**WHAT IS NEEDED**. If a line in the entries below contains "PoolState", copy it.

○ ○ ○ ○ ○

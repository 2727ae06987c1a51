//! Session pool management.
//!
//! A bounded pool of authenticated backend sessions shared by every tool call.
//!
//! # Design Decisions
//!
//! - **FIFO `Semaphore` for capacity**: one permit per checked-out session. Tokio's
//!   semaphore is fair, so requests queued on exhaustion are served in arrival order
//! - **`std::sync::Mutex` for pool state**: the idle list and counters are only touched
//!   in short synchronous sections and never held across an await point
//! - **`PooledSession` guard**: a session leaves the pool inside a guard that owns the
//!   permit; releasing it (or dropping it) is the only way capacity comes back
//! - **`Notify` for draining**: shutdown waits for in-use sessions to come back
//!
//! # Lifecycle
//!
//! Created -> Idle <-> CheckedOut -> Closed. A checked-out session is closed when it is
//! released as unhealthy, dropped without release, or returned after shutdown. Idle
//! sessions are only closed by shutdown.

use crate::config::{Config, DEFAULT_RETRY_BACKOFF_MS};
use crate::db::backend::{BackendSession, Connector, DataSet};
use crate::error::{DbError, DbResult};
use serde::Serialize;
use std::collections::VecDeque;
use std::sync::atomic::{AtomicU64, Ordering};
use std::sync::{Arc, Mutex, MutexGuard, PoisonError};
use std::time::Duration;
use tokio::sync::{Notify, OwnedSemaphorePermit, Semaphore};
use tokio::time::{Instant, sleep, timeout, timeout_at};
use tracing::{debug, info, warn};

/// Upper bound for the exponential backoff between connection attempts.
const MAX_RETRY_BACKOFF: Duration = Duration::from_secs(2);

/// Pool tuning knobs.
#[derive(Debug, Clone)]
pub struct PoolOptions {
    pub max_size: usize,
    pub wait_timeout: Duration,
    pub max_retry: u32,
    pub retry_backoff: Duration,
}

impl PoolOptions {
    pub fn from_config(config: &Config) -> Self {
        Self {
            max_size: config.pool_size,
            wait_timeout: config.wait_timeout_duration(),
            max_retry: config.max_retry,
            retry_backoff: Duration::from_millis(DEFAULT_RETRY_BACKOFF_MS),
        }
    }

    pub fn with_max_size(mut self, max_size: usize) -> Self {
        self.max_size = max_size;
        self
    }

    pub fn with_wait_timeout(mut self, wait_timeout: Duration) -> Self {
        self.wait_timeout = wait_timeout;
        self
    }

    pub fn with_max_retry(mut self, max_retry: u32) -> Self {
        self.max_retry = max_retry;
        self
    }
}

impl Default for PoolOptions {
    fn default() -> Self {
        Self::from_config(&Config::default())
    }
}

/// Snapshot of the pool counters.
#[derive(Debug, Clone, Copy, PartialEq, Eq, Serialize)]
pub struct PoolStatus {
    pub idle: usize,
    pub checked_out: usize,
    pub max_size: usize,
    pub closed: bool,
}

struct IdleSession {
    id: u64,
    session: Box<dyn BackendSession>,
}

#[derive(Default)]
struct PoolState {
    idle: VecDeque<IdleSession>,
    checked_out: usize,
    closed: bool,
}

struct PoolInner {
    connector: Arc<dyn Connector>,
    options: PoolOptions,
    semaphore: Arc<Semaphore>,
    state: Mutex<PoolState>,
    drained: Notify,
    next_id: AtomicU64,
}

impl PoolInner {
    fn state(&self) -> MutexGuard<'_, PoolState> {
        self.state.lock().unwrap_or_else(PoisonError::into_inner)
    }

    /// Give a checked-out slot back. Returns the session when it must be closed.
    fn check_in(
        &self,
        id: u64,
        session: Box<dyn BackendSession>,
        healthy: bool,
    ) -> Option<Box<dyn BackendSession>> {
        let to_close = {
            let mut state = self.state();
            state.checked_out = state.checked_out.saturating_sub(1);
            if healthy && !state.closed {
                state.idle.push_back(IdleSession { id, session });
                None
            } else {
                Some(session)
            }
        }; // Lock released here
        self.drained.notify_waiters();
        to_close
    }
}

/// Bounded pool of backend sessions. Cheap to clone.
#[derive(Clone)]
pub struct SessionPool {
    inner: Arc<PoolInner>,
}

impl std::fmt::Debug for SessionPool {
    fn fmt(&self, f: &mut std::fmt::Formatter<'_>) -> std::fmt::Result {
        f.debug_struct("SessionPool")
            .field("backend", &self.inner.connector.name())
            .field("status", &self.status())
            .finish()
    }
}

impl SessionPool {
    pub fn new(connector: Arc<dyn Connector>, options: PoolOptions) -> Self {
        info!(
            backend = connector.name(),
            max_size = options.max_size,
            wait_timeout_ms = options.wait_timeout.as_millis() as u64,
            "Session pool created"
        );
        Self {
            inner: Arc::new(PoolInner {
                connector,
                semaphore: Arc::new(Semaphore::new(options.max_size)),
                options,
                state: Mutex::new(PoolState::default()),
                drained: Notify::new(),
                next_id: AtomicU64::new(1),
            }),
        }
    }

    pub fn options(&self) -> &PoolOptions {
        &self.inner.options
    }

    /// Check out a session, reusing an idle one when possible.
    ///
    /// Waits up to the configured wait timeout for capacity. Fails with
    /// `PoolExhausted` when none frees up, `PoolClosed` after shutdown and
    /// `Connection` when a new session cannot be opened.
    pub async fn acquire(&self) -> DbResult<PooledSession> {
        let inner = &self.inner;
        if inner.state().closed {
            return Err(DbError::PoolClosed);
        }

        let wait = inner.options.wait_timeout;
        let permit = match timeout(wait, Arc::clone(&inner.semaphore).acquire_owned()).await {
            Ok(Ok(permit)) => permit,
            // Semaphore closed by shutdown
            Ok(Err(_)) => return Err(DbError::PoolClosed),
            Err(_) => {
                warn!(
                    waited_ms = wait.as_millis() as u64,
                    max_size = inner.options.max_size,
                    "Session pool exhausted"
                );
                return Err(DbError::pool_exhausted(
                    wait.as_millis() as u64,
                    inner.options.max_size,
                ));
            }
        };

        let idle = {
            let mut state = inner.state();
            if state.closed {
                return Err(DbError::PoolClosed);
            }
            state.checked_out += 1;
            state.idle.pop_front()
        }; // Lock released here

        let (id, session) = match idle {
            Some(IdleSession { id, session }) => {
                debug!(session_id = id, "Reusing idle session");
                (id, session)
            }
            None => match self.open_session().await {
                Ok(session) => {
                    let id = inner.next_id.fetch_add(1, Ordering::Relaxed);
                    info!(session_id = id, backend = inner.connector.name(), "Opened session");
                    (id, session)
                }
                Err(e) => {
                    {
                        let mut state = inner.state();
                        state.checked_out = state.checked_out.saturating_sub(1);
                    }
                    inner.drained.notify_waiters();
                    return Err(e);
                }
            },
        };

        Ok(PooledSession {
            checkout: Some(Checkout {
                id,
                session,
                _permit: permit,
            }),
            pool: Arc::clone(inner),
        })
    }

    /// Return a session. Healthy sessions go back to the idle list; unhealthy ones are closed.
    pub async fn release(&self, session: PooledSession, healthy: bool) {
        session.release(healthy).await;
    }

    /// Close the pool.
    ///
    /// Refuses new acquisitions, wakes queued waiters with `PoolClosed`, closes idle
    /// sessions and waits up to the wait timeout for checked-out sessions to return.
    pub async fn shutdown(&self) {
        let inner = &self.inner;
        let idle = {
            let mut state = inner.state();
            if state.closed {
                return;
            }
            state.closed = true;
            std::mem::take(&mut state.idle)
        };
        inner.semaphore.close();

        info!(idle = idle.len(), "Shutting down session pool");
        for IdleSession { id, session } in idle {
            session.close().await;
            debug!(session_id = id, "Closed idle session");
        }

        let deadline = Instant::now() + inner.options.wait_timeout;
        loop {
            let notified = inner.drained.notified();
            tokio::pin!(notified);
            notified.as_mut().enable();

            let checked_out = inner.state().checked_out;
            if checked_out == 0 {
                break;
            }
            if timeout_at(deadline, notified).await.is_err() {
                warn!(
                    checked_out = checked_out,
                    "Timed out waiting for sessions to be returned"
                );
                break;
            }
        }
        info!("Session pool closed");
    }

    pub fn status(&self) -> PoolStatus {
        let state = self.inner.state();
        PoolStatus {
            idle: state.idle.len(),
            checked_out: state.checked_out,
            max_size: self.inner.options.max_size,
            closed: state.closed,
        }
    }

    pub fn is_closed(&self) -> bool {
        self.inner.state().closed
    }

    /// Open a new session, retrying with exponential backoff.
    async fn open_session(&self) -> DbResult<Box<dyn BackendSession>> {
        let inner = &self.inner;
        let mut backoff = inner.options.retry_backoff;
        let mut attempt: u32 = 0;
        loop {
            match inner.connector.connect().await {
                Ok(session) => return Ok(session),
                Err(e) if attempt < inner.options.max_retry => {
                    attempt += 1;
                    warn!(
                        attempt = attempt,
                        max_retry = inner.options.max_retry,
                        backoff_ms = backoff.as_millis() as u64,
                        error = %e,
                        "Failed to open session, retrying"
                    );
                    sleep(backoff).await;
                    backoff = (backoff * 2).min(MAX_RETRY_BACKOFF);
                }
                Err(e) => {
                    warn!(attempts = attempt + 1, error = %e, "Giving up opening session");
                    return Err(match e {
                        DbError::Connection { .. } => e,
                        other => DbError::connection(
                            other.to_string(),
                            "Check that IoTDB is running and the REST service is enabled",
                        ),
                    });
                }
            }
        }
    }
}

struct Checkout {
    id: u64,
    session: Box<dyn BackendSession>,
    _permit: OwnedSemaphorePermit,
}

/// A session checked out of the pool.
///
/// Release it with [`SessionPool::release`]. Dropping it without a release counts
/// as unhealthy: the session is closed and its capacity returned.
pub struct PooledSession {
    checkout: Option<Checkout>,
    pool: Arc<PoolInner>,
}

impl std::fmt::Debug for PooledSession {
    fn fmt(&self, f: &mut std::fmt::Formatter<'_>) -> std::fmt::Result {
        f.debug_struct("PooledSession")
            .field("id", &self.checkout.as_ref().map(|c| c.id))
            .finish()
    }
}

impl PooledSession {
    pub fn id(&self) -> Option<u64> {
        self.checkout.as_ref().map(|c| c.id)
    }

    /// Execute a statement on the underlying session.
    pub async fn execute_query(
        &mut self,
        sql: &str,
        fetch_size: usize,
    ) -> DbResult<Box<dyn DataSet>> {
        let checkout = self
            .checkout
            .as_mut()
            .ok_or_else(|| DbError::internal("Session already released"))?;
        checkout.session.execute_query(sql, fetch_size).await
    }

    async fn release(mut self, healthy: bool) {
        let Some(Checkout {
            id,
            session,
            _permit: permit,
        }) = self.checkout.take()
        else {
            return;
        };
        // Capacity comes back only once the session is in the idle list.
        let to_close = self.pool.check_in(id, session, healthy);
        drop(permit);
        match to_close {
            None => debug!(session_id = id, "Session returned to pool"),
            Some(session) => {
                if healthy {
                    debug!(session_id = id, "Pool closed, closing returned session");
                } else {
                    warn!(session_id = id, "Discarding unhealthy session");
                }
                session.close().await;
            }
        }
    }
}

impl Drop for PooledSession {
    fn drop(&mut self) {
        let Some(Checkout {
            id,
            session,
            _permit,
        }) = self.checkout.take()
        else {
            return;
        };
        warn!(session_id = id, "Session dropped without release, closing it");
        if let Some(session) = self.pool.check_in(id, session, false) {
            match tokio::runtime::Handle::try_current() {
                Ok(handle) => {
                    handle.spawn(session.close());
                }
                Err(_) => {
                    warn!(session_id = id, "No tokio runtime, session dropped without close");
                }
            }
        }
    }
}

○ ○ ○ ○ ○

**WRITTEN SOLUTION**.
struct PoolState {
    state: Mutex<PoolState>,
    fn state(&self) -> MutexGuard<'_, PoolState> {
                state: Mutex::new(PoolState::default()),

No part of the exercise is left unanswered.